Pastor of scandal-plagued Korean church in Toronto on trial

The Star, Canada/January 17, 2012

The pastor of a scandal-plagued Toronto church told a parishioner that evil spirits would turn her into a hunchback-like creature, before he sexually assaulted her, an Orangeville court heard on Tuesday.

Jae-Kap Song, an Orangeville grocer and once pastor of the now closed Jesus First Church, near Steeles and Islington Aves., also told the alleged victim her husband was cheating on her and pressured her to have "revenge" sex with him, the woman testified.

The 30-year-old alleged sexual assault victim, whose identity is protected by a court-ordered publication ban, said Song removed her bra, pants and underwear without her consent and assaulted her with his hand.

The alleged incident took place in the early hours of Valentine's Day 2010. Song was charged several months later, after nine members of his congregation were slapped with 485 charges — including gang rape — after Song accused them of sex crimes.

The church scandal made international headlines when it first erupted, bringing a swath of reporters from South Korea to the GTA to investigate a litany of lurid allegations. Most of the church members were South Koreans in Canada on student visas.

In October, the Crown dropped all charges against the nine members — including gang sexual assault, administering drugs for sex, threatening death, forcible confinement and assault — after a five-week pretrial, saying there was "no reasonable prospect of conviction."

Song sat quietly in court on Tuesday — his wife behind him — as his accuser wept during parts of her testimony.

Months before the incident, the woman said, Song told her an evil spirit from her husband's family was attacking her, and that without treatment she would get bigger and bigger, eventually growing into a "hunchback." On Song's advice, the woman said she took injections of an unidentified medicine — a "very expensive and rare item" that came from South Korea. She said Song also advised her to keep the injections a secret from her husband.

In the early hours of Feb. 14, 2010, a group of church members was gathered in a room adjacent to the apartment where the alleged victim lived with her husband, the woman said. Song began to tell the members, one by one, to go to bed. She said she was the last one left.

Without warning or consent, she said Song kissed her and began to speak of how he pitied her because of the "evil spirit" that was attacking her. She said he warned her that the colour of her skin would soon change and then requested that she remove her clothing so he could assess whether the process had already begun.

"He said, 'Come on, come on — let me see your body,'" the woman said.

She said she refused at first, but then consented to be led to an upstairs bedroom — down the hall from where her husband was sleeping — and to take off her shirt so that Song could examine her.

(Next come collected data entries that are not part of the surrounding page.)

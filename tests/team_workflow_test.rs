//! 团队工作流集成测试：回退路由、重复回合、流式增量与落盘消息的一致性

use std::collections::HashMap;
use std::sync::Arc;

use async_trait::async_trait;

use hive::config::TeamSection;
use hive::core::HiveError;
use hive::model::{Event, EventType, Message, Timestamp};
use hive::store::{EventStore, InMemoryStore, MessagePage, MessageStore, StoreError};
use hive::team::{Directive, MockAgentExecutor, MockTurn, Role, RunContext, RunStatus, WorkflowController};

async fn run_team(exec: MockAgentExecutor) -> (Arc<InMemoryStore>, Arc<MockAgentExecutor>, RunStatus) {
    let store = Arc::new(InMemoryStore::new());
    let exec = Arc::new(exec);
    let controller = WorkflowController::new(store.clone(), exec.clone(), TeamSection::default());
    let user = Message::user("s1", None, "Build a todo app");
    store.append_message(&user).await.unwrap();
    let result = controller
        .run(&RunContext::new("s1", "nextjs"), &user)
        .await
        .unwrap();
    (store, exec, result.status)
}

async fn all_events(store: &InMemoryStore) -> Vec<Event> {
    store.session_events("s1", 100_000).await.unwrap()
}

fn node_count(events: &[Event], kind: EventType, node: &str) -> usize {
    events
        .iter()
        .filter(|e| e.event_type == kind && e.data["node_name"] == node)
        .count()
}

#[tokio::test]
async fn test_engineer_routes_back_to_architect_with_instruction() {
    let exec = MockAgentExecutor::new().with_turn(
        Role::Engineer,
        MockTurn::Decide(Directive::new("back_to_architect").with_instruction("API path mismatch")),
    );
    let (store, exec, status) = run_team(exec).await;
    assert_eq!(status, RunStatus::Success);

    let requests = exec.requests();
    let roles: Vec<_> = requests.iter().map(|r| r.role).collect();
    assert_eq!(
        roles,
        vec![
            Role::Boss,
            Role::ProductManager,
            Role::Architect,
            Role::ProjectManager,
            Role::Engineer,
            Role::Architect,
            Role::ProjectManager,
            Role::Engineer,
            Role::Qa,
        ]
    );
    // 回退后的架构师收到的指令就是工程师给出的那句
    assert_eq!(requests[5].instruction, "API path mismatch");
    assert_eq!(
        requests[5].messages.last().map(|m| m.text()),
        Some("API path mismatch".to_string())
    );
    // 指令只用一次
    assert_eq!(requests[6].instruction, Role::ProjectManager.default_instruction("nextjs"));

    let events = all_events(&store).await;
    assert_eq!(node_count(&events, EventType::NodeStart, "architect"), 2);
}

#[tokio::test]
async fn test_qa_loops_back_to_engineer_twice() {
    let fix = |text: &str| MockTurn::Decide(Directive::new("back_to_engineer").with_instruction(text));
    let exec = MockAgentExecutor::new()
        .with_turn(Role::Qa, fix("login button broken"))
        .with_turn(Role::Qa, fix("signup form broken"))
        .with_turn(Role::Qa, MockTurn::Decide(Directive::new("continue")));
    let (store, exec, status) = run_team(exec).await;
    assert_eq!(status, RunStatus::Success);

    let events = all_events(&store).await;
    assert!(node_count(&events, EventType::NodeEnd, "engineer") >= 2);
    assert!(node_count(&events, EventType::NodeEnd, "qa") >= 2);
    assert_eq!(node_count(&events, EventType::NodeStart, "qa"), 3);

    let engineer_instructions: Vec<_> = exec
        .requests()
        .into_iter()
        .filter(|r| r.role == Role::Engineer)
        .map(|r| r.instruction)
        .collect();
    assert_eq!(engineer_instructions.len(), 3);
    assert_eq!(engineer_instructions[1], "login button broken");
    assert_eq!(engineer_instructions[2], "signup form broken");

    let finish = events.last().unwrap();
    assert_eq!(finish.event_type, EventType::Finish);
    assert_eq!(finish.data["status"], "success");
}

#[tokio::test]
async fn test_streamed_text_matches_persisted_messages() {
    let exec = MockAgentExecutor::new()
        .with_turn(Role::Boss, MockTurn::TextBlock(Directive::new("continue")))
        .with_turn(Role::ProductManager, MockTurn::Silent);
    let (store, _, status) = run_team(exec).await;
    assert_eq!(status, RunStatus::Success);

    let events = all_events(&store).await;
    let mut streamed: HashMap<String, String> = HashMap::new();
    for e in events.iter().filter(|e| e.event_type == EventType::LlmStream) {
        let id = e.message_id.clone().unwrap();
        streamed
            .entry(id)
            .or_default()
            .push_str(e.data["delta"].as_str().unwrap_or_default());
    }
    assert!(!streamed.is_empty());
    for (id, text) in &streamed {
        let msg = store.find_message("s1", id).await.unwrap().unwrap();
        assert_eq!(&msg.text(), text);
    }

    // 时间戳严格递增，父子链首尾相接
    assert!(events.windows(2).all(|w| w[0].timestamp < w[1].timestamp));
    let messages = store
        .messages_page("s1", &MessagePage::Recent, 1000)
        .await
        .unwrap();
    for pair in messages.windows(2) {
        assert_eq!(pair[1].parent_id.as_deref(), Some(pair[0].id.as_str()));
    }
}

#[tokio::test]
async fn test_every_message_complete_is_persisted_once() {
    let (store, _, _) = run_team(MockAgentExecutor::new()).await;
    let events = all_events(&store).await;
    let completes: Vec<_> = events
        .iter()
        .filter(|e| e.event_type == EventType::MessageComplete)
        .collect();
    let messages = store
        .messages_page("s1", &MessagePage::Recent, 1000)
        .await
        .unwrap();
    // 用户消息不经过重建器
    assert_eq!(completes.len(), messages.len() - 1);
    for e in completes {
        let id = e.message_id.as_deref().unwrap();
        assert_eq!(e.data["message"]["id"], id);
    }
}

/// 消息写入总是失败的存储（事件照常写入）
struct ReadOnlyMessages {
    inner: InMemoryStore,
}

#[async_trait]
impl EventStore for ReadOnlyMessages {
    async fn append_event(&self, event: &Event) -> Result<(), StoreError> {
        self.inner.append_event(event).await
    }

    async fn session_events(&self, session_id: &str, limit: usize) -> Result<Vec<Event>, StoreError> {
        self.inner.session_events(session_id, limit).await
    }

    async fn events_after(&self, session_id: &str, after: Timestamp, limit: usize) -> Result<Vec<Event>, StoreError> {
        self.inner.events_after(session_id, after, limit).await
    }

    async fn latest_finish_event(&self, session_id: &str) -> Result<Option<Event>, StoreError> {
        self.inner.latest_finish_event(session_id).await
    }

    async fn purge_events_before(&self, before: Timestamp) -> Result<u64, StoreError> {
        self.inner.purge_events_before(before).await
    }
}

#[async_trait]
impl MessageStore for ReadOnlyMessages {
    async fn append_message(&self, _message: &Message) -> Result<(), StoreError> {
        Err(StoreError::Backend("disk full".into()))
    }

    async fn find_message(&self, session_id: &str, id: &str) -> Result<Option<Message>, StoreError> {
        self.inner.find_message(session_id, id).await
    }

    async fn last_message(&self, session_id: &str) -> Result<Option<Message>, StoreError> {
        self.inner.last_message(session_id).await
    }

    async fn messages_page(&self, session_id: &str, page: &MessagePage, limit: usize) -> Result<Vec<Message>, StoreError> {
        self.inner.messages_page(session_id, page, limit).await
    }
}

#[tokio::test]
async fn test_message_write_failure_is_propagated() {
    let inner = InMemoryStore::new();
    let user = Message::user("s1", None, "Build a todo app");
    inner.append_message(&user).await.unwrap();
    let store = Arc::new(ReadOnlyMessages { inner });

    let exec = Arc::new(MockAgentExecutor::new());
    let controller = WorkflowController::new(store.clone(), exec.clone(), TeamSection::default());
    let result = controller.run(&RunContext::new("s1", "nextjs"), &user).await;
    assert!(matches!(result, Err(HiveError::Store(StoreError::Backend(_)))));
    // 第一条消息落盘失败后不再进入下一个角色
    assert_eq!(exec.requests().len(), 1);

    let events = store.session_events("s1", 100_000).await.unwrap();
    assert!(events.iter().all(|e| e.event_type != EventType::MessageComplete));
    let n = events.len();
    assert_eq!(events[n - 2].event_type, EventType::AgentError);
    assert_eq!(events[n - 2].data["error_type"], "StoreError");
    assert_eq!(events[n - 1].event_type, EventType::Finish);
    assert_eq!(events[n - 1].data["status"], "error");
}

She noted that she was uncomfortable, but viewed Song as a physician. She also said she was afraid to disobey her pastor by leaving the room because he had not given her permission to go to bed.

The woman said the pastor then removed the rest of her clothing, while she lay on the bed "frozen" and in shock.

"It's serious," she said he told her of the skin condition, before assaulting her with his hand as he tried to convince her to have sex with him. She said she refused and he eventually backed off.

Afterward, she said she was too ashamed to tell anyone what had happened. The woman said she knew her husband admired Song and believed he was a true spiritual leader.

"No matter what, my cultural background, the woman gets all the blame," she said.

In cross-examination, defence lawyer Christophe Preobrazenski pointed out that the woman had only gone to police after sex assault allegations were made against her husband, who was also a member of the church. The defence will open its case when the trial resumes on Wednesday.

Jesus First Church once had a 50-member congregation made up of mostly South Korean women between the ages of 16 and 32. Many of the church's followers were in Canada on student visas studying theology and traditional Chinese healing.

The nine members charged and then acquitted of sex crimes were from a faction of the church that opposed Song and accused him of widespread sexual improprieties, according to former church members. The alleged victims were four members of the church.

Song also faces charges in South Korea of mischief, threatening forcible confinement and defamation of character.

Former church members described Song as a fine orator and something of a prophet, who some believed had the power to read minds and predict the future.